TASK:
Make a tally of the lines in the records that include the string "AppliedContent", and give only that number.

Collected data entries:
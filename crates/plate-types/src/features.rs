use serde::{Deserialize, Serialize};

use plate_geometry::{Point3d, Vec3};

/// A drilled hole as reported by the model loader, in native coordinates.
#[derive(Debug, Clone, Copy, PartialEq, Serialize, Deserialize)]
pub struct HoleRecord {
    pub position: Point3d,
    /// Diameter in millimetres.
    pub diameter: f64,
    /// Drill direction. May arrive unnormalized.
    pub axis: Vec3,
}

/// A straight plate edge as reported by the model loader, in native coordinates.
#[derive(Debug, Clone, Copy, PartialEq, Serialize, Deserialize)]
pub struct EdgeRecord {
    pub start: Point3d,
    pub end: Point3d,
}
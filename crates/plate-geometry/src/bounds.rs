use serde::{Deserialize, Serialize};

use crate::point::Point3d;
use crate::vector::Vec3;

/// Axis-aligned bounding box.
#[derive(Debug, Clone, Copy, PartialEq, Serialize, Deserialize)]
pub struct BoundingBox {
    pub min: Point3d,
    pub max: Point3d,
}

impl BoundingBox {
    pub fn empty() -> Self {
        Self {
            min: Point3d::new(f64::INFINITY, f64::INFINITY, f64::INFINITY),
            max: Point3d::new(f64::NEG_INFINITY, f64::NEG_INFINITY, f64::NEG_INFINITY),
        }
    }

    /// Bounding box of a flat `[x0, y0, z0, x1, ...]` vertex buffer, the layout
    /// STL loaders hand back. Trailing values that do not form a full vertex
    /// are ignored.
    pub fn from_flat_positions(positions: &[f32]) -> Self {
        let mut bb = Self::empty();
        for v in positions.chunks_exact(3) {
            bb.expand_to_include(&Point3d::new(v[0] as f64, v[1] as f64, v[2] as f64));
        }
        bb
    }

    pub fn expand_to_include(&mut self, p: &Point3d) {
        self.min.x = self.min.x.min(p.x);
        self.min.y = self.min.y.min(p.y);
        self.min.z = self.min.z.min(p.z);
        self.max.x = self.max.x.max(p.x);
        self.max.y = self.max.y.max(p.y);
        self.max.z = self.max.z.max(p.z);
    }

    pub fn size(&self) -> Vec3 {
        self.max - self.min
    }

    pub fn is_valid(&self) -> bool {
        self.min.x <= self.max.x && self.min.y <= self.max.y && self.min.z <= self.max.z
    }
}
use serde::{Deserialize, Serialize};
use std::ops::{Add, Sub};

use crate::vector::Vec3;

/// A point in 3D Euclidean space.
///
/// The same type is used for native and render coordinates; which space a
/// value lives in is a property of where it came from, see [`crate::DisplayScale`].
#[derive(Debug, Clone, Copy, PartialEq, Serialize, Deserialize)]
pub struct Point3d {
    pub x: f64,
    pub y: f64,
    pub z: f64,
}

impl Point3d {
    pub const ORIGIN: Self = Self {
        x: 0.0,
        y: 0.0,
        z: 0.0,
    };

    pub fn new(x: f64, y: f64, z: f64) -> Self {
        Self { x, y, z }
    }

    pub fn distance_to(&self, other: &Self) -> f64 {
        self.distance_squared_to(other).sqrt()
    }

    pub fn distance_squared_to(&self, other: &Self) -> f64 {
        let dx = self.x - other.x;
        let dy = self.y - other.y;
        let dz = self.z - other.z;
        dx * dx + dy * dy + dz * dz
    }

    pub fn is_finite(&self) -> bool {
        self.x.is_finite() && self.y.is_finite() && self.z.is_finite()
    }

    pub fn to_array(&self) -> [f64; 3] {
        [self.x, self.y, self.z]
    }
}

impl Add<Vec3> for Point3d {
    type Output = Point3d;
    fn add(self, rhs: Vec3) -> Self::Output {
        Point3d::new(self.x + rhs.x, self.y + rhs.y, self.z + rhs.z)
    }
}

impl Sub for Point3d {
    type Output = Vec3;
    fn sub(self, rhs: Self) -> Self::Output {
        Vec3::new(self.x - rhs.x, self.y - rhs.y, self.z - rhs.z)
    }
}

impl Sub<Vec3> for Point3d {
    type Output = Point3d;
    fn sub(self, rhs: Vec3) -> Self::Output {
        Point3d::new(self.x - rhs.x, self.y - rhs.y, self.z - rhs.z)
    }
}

---

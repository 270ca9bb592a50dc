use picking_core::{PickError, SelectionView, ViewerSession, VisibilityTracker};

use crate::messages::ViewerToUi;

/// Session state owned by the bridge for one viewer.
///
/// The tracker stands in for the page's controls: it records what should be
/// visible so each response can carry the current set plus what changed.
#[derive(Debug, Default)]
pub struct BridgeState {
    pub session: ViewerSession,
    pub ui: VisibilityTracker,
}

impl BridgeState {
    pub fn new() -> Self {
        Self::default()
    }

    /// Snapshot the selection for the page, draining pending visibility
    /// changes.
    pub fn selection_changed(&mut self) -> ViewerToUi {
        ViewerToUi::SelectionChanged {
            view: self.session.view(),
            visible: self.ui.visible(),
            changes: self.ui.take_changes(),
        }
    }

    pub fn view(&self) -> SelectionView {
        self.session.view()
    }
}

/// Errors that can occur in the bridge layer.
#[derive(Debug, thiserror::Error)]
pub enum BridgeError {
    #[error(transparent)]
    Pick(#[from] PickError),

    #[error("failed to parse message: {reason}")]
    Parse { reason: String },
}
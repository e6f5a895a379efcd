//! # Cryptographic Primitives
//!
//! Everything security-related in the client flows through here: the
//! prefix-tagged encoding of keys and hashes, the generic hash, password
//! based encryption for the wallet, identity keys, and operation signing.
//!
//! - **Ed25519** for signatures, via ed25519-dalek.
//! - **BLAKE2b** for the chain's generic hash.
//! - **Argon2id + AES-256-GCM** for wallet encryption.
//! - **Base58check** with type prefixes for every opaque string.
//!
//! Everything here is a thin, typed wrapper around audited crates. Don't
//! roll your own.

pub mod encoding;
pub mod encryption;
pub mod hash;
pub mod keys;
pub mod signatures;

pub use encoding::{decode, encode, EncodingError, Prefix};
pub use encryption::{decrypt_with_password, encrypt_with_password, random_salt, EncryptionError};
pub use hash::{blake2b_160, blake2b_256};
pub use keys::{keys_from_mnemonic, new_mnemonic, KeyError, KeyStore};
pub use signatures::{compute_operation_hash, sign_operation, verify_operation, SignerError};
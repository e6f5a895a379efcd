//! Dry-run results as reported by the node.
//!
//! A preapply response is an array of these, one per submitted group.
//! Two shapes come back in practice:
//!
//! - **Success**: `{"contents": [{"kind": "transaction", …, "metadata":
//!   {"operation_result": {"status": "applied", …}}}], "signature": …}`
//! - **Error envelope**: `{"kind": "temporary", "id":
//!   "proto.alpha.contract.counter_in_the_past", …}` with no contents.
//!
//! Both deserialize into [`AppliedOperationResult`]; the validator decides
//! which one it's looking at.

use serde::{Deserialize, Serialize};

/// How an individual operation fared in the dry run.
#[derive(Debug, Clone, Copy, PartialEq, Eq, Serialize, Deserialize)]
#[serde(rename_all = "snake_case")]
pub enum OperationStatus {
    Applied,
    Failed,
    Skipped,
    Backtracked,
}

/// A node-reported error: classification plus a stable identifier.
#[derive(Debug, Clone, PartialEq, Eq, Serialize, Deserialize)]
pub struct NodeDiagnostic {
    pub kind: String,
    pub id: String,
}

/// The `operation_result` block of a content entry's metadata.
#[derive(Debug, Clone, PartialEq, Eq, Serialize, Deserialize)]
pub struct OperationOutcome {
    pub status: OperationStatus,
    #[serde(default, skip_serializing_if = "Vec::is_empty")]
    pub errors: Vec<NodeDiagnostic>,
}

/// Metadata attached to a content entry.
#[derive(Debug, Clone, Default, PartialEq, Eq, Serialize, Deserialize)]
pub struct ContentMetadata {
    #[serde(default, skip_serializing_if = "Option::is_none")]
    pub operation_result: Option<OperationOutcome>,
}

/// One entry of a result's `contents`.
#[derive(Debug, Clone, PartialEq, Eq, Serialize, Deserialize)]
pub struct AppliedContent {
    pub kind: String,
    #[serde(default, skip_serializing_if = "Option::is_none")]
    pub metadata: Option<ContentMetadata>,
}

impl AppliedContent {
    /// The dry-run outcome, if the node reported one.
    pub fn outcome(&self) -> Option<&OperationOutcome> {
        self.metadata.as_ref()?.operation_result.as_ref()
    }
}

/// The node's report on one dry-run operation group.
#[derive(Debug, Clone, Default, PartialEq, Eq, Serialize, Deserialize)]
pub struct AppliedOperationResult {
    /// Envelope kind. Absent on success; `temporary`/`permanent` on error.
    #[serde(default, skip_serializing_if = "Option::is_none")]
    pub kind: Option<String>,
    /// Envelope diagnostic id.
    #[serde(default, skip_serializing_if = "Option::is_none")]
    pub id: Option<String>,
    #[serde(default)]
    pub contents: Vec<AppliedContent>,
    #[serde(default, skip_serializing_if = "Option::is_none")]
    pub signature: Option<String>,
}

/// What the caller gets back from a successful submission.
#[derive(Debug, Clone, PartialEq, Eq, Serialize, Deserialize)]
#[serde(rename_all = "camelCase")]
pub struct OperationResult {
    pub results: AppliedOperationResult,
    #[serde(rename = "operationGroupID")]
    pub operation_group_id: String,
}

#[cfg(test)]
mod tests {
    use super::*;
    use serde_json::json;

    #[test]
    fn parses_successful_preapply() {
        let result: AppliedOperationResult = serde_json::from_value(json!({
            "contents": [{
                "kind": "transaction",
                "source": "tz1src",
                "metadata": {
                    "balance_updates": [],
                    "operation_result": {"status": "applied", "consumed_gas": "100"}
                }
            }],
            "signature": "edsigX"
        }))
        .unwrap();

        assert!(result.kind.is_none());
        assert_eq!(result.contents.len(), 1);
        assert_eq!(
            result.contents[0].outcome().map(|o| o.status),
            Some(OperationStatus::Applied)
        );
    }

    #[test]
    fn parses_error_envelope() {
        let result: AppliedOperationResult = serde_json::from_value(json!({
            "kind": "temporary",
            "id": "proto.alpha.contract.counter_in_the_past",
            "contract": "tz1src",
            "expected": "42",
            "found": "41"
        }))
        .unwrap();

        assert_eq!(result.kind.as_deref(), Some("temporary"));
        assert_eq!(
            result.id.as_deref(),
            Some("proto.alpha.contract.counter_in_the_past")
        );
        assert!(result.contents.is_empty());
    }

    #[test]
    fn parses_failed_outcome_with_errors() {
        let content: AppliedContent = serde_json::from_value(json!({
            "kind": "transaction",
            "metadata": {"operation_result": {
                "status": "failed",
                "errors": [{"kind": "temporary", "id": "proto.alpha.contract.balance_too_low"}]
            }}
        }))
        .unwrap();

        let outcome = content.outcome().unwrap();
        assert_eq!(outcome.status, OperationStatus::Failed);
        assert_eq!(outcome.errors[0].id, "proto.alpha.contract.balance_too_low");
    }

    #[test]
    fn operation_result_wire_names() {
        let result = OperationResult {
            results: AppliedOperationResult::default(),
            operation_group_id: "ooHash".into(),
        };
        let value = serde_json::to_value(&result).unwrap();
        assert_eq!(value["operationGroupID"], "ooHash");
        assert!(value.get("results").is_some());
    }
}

...

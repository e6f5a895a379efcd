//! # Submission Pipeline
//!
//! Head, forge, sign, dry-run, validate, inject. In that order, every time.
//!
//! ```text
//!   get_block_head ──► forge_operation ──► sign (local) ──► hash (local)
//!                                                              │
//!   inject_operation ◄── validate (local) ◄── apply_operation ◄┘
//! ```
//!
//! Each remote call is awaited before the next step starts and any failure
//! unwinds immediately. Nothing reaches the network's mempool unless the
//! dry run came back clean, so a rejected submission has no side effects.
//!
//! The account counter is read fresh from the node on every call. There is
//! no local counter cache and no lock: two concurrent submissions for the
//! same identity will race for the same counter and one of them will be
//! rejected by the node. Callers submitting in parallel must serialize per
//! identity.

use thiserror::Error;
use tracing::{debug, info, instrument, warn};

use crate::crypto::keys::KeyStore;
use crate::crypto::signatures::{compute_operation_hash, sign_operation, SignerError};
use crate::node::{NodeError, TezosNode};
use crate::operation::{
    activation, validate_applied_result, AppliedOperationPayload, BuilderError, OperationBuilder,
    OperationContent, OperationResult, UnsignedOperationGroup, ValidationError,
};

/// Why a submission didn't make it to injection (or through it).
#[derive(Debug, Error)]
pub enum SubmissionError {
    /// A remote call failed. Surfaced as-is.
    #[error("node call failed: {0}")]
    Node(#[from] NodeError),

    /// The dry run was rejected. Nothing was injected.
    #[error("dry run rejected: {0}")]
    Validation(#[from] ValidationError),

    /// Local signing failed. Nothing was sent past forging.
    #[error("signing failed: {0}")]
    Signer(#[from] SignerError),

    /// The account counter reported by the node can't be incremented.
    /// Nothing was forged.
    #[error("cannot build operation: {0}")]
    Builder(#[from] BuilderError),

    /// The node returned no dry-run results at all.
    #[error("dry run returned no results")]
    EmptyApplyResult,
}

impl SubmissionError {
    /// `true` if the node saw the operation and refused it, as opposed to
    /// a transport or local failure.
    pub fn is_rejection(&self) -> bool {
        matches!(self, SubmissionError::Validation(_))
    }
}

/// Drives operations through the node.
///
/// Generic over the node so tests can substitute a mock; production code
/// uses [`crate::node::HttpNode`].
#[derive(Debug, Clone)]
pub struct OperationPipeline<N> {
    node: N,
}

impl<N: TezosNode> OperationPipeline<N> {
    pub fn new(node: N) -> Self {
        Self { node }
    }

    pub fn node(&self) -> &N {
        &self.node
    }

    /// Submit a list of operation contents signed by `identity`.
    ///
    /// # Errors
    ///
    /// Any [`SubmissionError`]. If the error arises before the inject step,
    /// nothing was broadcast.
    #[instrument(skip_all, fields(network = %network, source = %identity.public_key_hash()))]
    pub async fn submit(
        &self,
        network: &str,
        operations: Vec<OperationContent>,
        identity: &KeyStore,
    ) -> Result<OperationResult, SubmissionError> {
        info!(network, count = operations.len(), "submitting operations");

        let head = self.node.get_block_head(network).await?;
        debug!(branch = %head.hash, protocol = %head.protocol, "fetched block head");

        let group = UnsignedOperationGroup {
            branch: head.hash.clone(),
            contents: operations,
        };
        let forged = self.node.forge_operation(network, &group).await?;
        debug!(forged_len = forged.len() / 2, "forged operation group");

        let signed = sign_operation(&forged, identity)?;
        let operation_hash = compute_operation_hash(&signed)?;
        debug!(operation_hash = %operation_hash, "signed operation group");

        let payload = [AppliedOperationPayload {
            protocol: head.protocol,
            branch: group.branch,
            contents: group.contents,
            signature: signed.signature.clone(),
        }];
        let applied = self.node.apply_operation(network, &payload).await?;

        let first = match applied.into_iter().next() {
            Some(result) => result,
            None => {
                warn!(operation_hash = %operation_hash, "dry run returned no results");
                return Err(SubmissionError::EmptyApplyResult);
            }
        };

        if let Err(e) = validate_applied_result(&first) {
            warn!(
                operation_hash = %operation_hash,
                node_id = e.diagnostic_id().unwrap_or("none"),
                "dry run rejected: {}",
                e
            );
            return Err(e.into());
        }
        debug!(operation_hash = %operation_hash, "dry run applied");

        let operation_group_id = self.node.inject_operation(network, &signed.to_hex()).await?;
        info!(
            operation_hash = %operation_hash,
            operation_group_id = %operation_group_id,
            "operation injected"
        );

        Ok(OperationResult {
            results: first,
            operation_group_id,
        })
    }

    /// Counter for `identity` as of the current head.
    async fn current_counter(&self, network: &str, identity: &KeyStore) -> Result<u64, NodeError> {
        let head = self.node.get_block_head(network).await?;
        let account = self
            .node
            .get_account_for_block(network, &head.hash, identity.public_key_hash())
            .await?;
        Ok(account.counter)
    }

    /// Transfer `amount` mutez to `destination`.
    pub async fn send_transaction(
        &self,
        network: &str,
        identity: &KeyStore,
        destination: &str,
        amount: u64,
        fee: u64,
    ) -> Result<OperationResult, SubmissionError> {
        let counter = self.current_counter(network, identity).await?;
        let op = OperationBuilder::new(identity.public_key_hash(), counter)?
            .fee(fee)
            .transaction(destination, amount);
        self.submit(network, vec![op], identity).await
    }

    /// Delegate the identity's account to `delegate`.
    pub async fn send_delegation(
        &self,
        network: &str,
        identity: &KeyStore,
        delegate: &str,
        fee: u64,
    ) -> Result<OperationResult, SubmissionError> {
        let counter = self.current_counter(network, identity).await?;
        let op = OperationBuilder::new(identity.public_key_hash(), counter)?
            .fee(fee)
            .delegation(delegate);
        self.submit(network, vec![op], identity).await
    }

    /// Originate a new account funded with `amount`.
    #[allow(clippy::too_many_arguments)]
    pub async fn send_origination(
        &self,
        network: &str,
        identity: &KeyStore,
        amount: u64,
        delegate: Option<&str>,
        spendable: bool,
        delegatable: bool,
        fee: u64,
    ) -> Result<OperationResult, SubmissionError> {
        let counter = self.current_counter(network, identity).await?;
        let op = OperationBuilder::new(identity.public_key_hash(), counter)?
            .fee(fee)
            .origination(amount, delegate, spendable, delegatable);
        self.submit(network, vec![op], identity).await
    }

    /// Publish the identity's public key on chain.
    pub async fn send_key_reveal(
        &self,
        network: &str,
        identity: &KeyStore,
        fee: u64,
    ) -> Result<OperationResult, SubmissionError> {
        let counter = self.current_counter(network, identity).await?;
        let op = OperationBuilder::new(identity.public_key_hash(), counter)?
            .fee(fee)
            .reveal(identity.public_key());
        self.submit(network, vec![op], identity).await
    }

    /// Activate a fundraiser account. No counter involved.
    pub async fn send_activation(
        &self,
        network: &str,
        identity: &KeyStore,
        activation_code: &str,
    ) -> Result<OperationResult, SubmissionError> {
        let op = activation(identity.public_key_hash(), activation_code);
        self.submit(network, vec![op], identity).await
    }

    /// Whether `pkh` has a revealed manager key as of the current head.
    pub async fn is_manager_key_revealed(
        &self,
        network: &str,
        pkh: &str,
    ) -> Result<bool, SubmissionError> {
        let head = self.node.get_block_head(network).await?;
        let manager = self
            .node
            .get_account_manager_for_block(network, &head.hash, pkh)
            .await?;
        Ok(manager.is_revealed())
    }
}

OUTPUT FOR THIS TASK:
4